======== Information supplied ========

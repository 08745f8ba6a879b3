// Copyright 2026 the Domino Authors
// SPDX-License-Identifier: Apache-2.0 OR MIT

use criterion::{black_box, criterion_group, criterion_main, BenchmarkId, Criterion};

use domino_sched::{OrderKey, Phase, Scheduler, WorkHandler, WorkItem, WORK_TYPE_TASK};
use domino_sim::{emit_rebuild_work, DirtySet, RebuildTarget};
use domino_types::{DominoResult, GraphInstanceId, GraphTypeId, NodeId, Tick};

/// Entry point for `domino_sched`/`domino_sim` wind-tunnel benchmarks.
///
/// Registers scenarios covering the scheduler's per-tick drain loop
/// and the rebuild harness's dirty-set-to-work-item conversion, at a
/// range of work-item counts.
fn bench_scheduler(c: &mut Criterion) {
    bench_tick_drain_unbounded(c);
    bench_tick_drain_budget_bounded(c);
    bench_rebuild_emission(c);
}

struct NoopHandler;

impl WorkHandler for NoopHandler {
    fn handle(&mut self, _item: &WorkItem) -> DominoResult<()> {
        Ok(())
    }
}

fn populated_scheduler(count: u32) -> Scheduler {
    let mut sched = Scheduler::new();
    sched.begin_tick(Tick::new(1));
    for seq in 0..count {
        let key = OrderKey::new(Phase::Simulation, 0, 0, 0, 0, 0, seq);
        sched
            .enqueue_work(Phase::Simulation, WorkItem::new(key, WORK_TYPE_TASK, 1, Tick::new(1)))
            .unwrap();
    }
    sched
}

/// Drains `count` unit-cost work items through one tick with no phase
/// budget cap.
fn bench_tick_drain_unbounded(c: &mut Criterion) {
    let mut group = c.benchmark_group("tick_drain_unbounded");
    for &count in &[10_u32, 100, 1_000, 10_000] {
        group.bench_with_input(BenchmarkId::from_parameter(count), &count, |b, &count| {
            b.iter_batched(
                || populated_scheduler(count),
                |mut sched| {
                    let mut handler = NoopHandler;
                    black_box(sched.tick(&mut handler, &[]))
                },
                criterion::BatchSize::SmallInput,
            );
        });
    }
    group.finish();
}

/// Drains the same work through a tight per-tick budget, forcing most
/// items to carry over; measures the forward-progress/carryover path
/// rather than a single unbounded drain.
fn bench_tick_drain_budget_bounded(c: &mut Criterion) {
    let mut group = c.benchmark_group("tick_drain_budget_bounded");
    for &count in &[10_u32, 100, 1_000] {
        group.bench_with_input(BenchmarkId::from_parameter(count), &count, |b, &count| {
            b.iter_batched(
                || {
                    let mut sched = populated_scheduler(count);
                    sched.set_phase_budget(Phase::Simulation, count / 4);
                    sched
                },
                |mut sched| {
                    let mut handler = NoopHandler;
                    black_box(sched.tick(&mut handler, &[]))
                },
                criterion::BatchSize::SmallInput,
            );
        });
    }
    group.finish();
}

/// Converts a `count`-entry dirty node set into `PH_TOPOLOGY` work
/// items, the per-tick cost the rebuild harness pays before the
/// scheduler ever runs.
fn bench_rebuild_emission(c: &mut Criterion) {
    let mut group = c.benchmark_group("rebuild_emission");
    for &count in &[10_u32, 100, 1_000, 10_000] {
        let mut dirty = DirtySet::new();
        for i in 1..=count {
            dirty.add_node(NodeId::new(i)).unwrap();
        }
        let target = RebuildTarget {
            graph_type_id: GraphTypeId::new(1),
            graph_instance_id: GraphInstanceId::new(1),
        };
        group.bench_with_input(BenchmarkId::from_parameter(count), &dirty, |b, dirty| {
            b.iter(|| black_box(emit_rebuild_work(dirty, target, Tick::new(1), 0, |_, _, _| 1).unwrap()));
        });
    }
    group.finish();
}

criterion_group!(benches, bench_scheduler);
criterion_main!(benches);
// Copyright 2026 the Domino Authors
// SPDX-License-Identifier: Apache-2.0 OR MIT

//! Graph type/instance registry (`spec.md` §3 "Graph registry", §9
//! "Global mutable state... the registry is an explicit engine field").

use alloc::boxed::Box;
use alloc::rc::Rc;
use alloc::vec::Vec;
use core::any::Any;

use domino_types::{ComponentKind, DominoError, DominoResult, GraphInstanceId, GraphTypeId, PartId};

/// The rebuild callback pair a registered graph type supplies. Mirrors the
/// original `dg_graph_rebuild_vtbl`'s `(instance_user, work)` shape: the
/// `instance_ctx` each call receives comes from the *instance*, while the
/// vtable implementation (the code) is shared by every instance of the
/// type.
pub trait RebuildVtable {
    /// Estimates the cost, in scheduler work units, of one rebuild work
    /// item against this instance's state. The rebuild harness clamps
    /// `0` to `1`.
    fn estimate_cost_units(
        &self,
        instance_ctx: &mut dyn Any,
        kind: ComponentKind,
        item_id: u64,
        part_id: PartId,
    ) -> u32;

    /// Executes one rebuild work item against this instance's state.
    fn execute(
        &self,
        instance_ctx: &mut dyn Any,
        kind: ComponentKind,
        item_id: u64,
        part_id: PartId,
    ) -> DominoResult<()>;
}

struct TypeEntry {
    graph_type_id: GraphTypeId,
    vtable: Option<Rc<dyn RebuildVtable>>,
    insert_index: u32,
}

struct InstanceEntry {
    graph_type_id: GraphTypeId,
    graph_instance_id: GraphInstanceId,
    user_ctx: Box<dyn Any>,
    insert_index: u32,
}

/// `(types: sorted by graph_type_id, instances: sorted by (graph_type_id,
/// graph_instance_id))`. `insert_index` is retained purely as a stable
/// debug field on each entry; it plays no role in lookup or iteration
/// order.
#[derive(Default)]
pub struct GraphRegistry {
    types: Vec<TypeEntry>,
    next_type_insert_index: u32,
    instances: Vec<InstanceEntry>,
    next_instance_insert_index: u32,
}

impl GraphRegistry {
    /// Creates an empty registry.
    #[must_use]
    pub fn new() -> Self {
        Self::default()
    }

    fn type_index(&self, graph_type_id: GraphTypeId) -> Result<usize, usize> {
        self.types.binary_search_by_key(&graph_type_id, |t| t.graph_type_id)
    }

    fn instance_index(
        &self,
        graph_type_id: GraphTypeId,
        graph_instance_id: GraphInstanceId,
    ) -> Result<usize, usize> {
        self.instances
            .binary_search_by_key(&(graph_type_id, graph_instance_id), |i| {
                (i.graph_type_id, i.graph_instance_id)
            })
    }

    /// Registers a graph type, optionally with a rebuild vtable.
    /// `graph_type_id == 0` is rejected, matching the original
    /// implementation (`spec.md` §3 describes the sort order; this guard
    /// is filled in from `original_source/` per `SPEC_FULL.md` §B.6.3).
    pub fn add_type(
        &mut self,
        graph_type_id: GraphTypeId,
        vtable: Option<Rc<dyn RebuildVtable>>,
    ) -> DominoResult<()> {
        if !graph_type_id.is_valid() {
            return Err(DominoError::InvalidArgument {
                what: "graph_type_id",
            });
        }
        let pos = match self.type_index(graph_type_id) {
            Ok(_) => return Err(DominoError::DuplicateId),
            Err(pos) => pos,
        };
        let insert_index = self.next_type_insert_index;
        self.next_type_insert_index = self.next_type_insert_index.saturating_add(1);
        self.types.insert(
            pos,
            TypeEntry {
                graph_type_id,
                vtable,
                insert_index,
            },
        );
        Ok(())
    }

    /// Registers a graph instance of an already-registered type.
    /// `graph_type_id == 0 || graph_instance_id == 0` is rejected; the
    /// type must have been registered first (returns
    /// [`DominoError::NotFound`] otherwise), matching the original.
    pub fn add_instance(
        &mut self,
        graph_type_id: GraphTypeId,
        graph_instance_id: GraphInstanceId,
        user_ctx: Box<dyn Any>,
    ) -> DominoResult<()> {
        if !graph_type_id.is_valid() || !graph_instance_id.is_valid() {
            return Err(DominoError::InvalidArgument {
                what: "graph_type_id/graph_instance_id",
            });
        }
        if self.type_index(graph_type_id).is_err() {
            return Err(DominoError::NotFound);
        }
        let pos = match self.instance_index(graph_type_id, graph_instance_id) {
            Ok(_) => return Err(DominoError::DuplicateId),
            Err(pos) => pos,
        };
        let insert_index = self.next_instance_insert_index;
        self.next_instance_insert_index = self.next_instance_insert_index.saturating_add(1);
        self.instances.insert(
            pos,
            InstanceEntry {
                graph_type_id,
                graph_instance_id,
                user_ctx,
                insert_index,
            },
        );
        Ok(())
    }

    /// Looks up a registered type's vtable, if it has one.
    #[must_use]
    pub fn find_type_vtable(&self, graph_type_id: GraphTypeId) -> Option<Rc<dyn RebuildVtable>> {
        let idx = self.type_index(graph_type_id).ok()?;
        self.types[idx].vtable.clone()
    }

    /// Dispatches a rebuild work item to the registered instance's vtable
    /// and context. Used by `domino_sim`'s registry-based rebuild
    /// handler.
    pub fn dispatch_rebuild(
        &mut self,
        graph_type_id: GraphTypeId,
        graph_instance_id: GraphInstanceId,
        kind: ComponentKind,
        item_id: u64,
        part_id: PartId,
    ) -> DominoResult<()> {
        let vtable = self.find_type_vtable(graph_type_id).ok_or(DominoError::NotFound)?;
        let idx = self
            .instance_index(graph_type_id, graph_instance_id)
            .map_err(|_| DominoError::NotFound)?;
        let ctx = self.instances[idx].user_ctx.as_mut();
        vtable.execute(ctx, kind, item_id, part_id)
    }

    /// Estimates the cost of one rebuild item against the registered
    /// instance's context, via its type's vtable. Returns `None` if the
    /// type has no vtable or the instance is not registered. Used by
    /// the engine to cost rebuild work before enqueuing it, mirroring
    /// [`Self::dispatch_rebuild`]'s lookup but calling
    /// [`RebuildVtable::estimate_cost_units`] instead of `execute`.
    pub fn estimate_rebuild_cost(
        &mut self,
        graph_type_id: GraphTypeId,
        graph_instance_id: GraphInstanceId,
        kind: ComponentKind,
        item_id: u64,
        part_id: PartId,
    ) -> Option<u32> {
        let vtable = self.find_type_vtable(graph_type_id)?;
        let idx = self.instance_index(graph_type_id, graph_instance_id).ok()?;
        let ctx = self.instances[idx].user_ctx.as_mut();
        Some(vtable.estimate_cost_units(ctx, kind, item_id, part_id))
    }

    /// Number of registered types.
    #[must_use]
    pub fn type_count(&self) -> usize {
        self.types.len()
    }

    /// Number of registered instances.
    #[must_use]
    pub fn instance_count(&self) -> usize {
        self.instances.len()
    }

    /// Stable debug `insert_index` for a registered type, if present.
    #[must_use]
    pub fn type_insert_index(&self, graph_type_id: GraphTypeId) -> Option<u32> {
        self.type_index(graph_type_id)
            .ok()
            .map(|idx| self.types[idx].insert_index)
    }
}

========

Exercise instructions → Every line in the records above that contains the word "debug" is to be copied out.

Completed task →
/// debug field on each entry; it plays no role in lookup or iteration
    /// Stable debug `insert_index` for a registered type, if present.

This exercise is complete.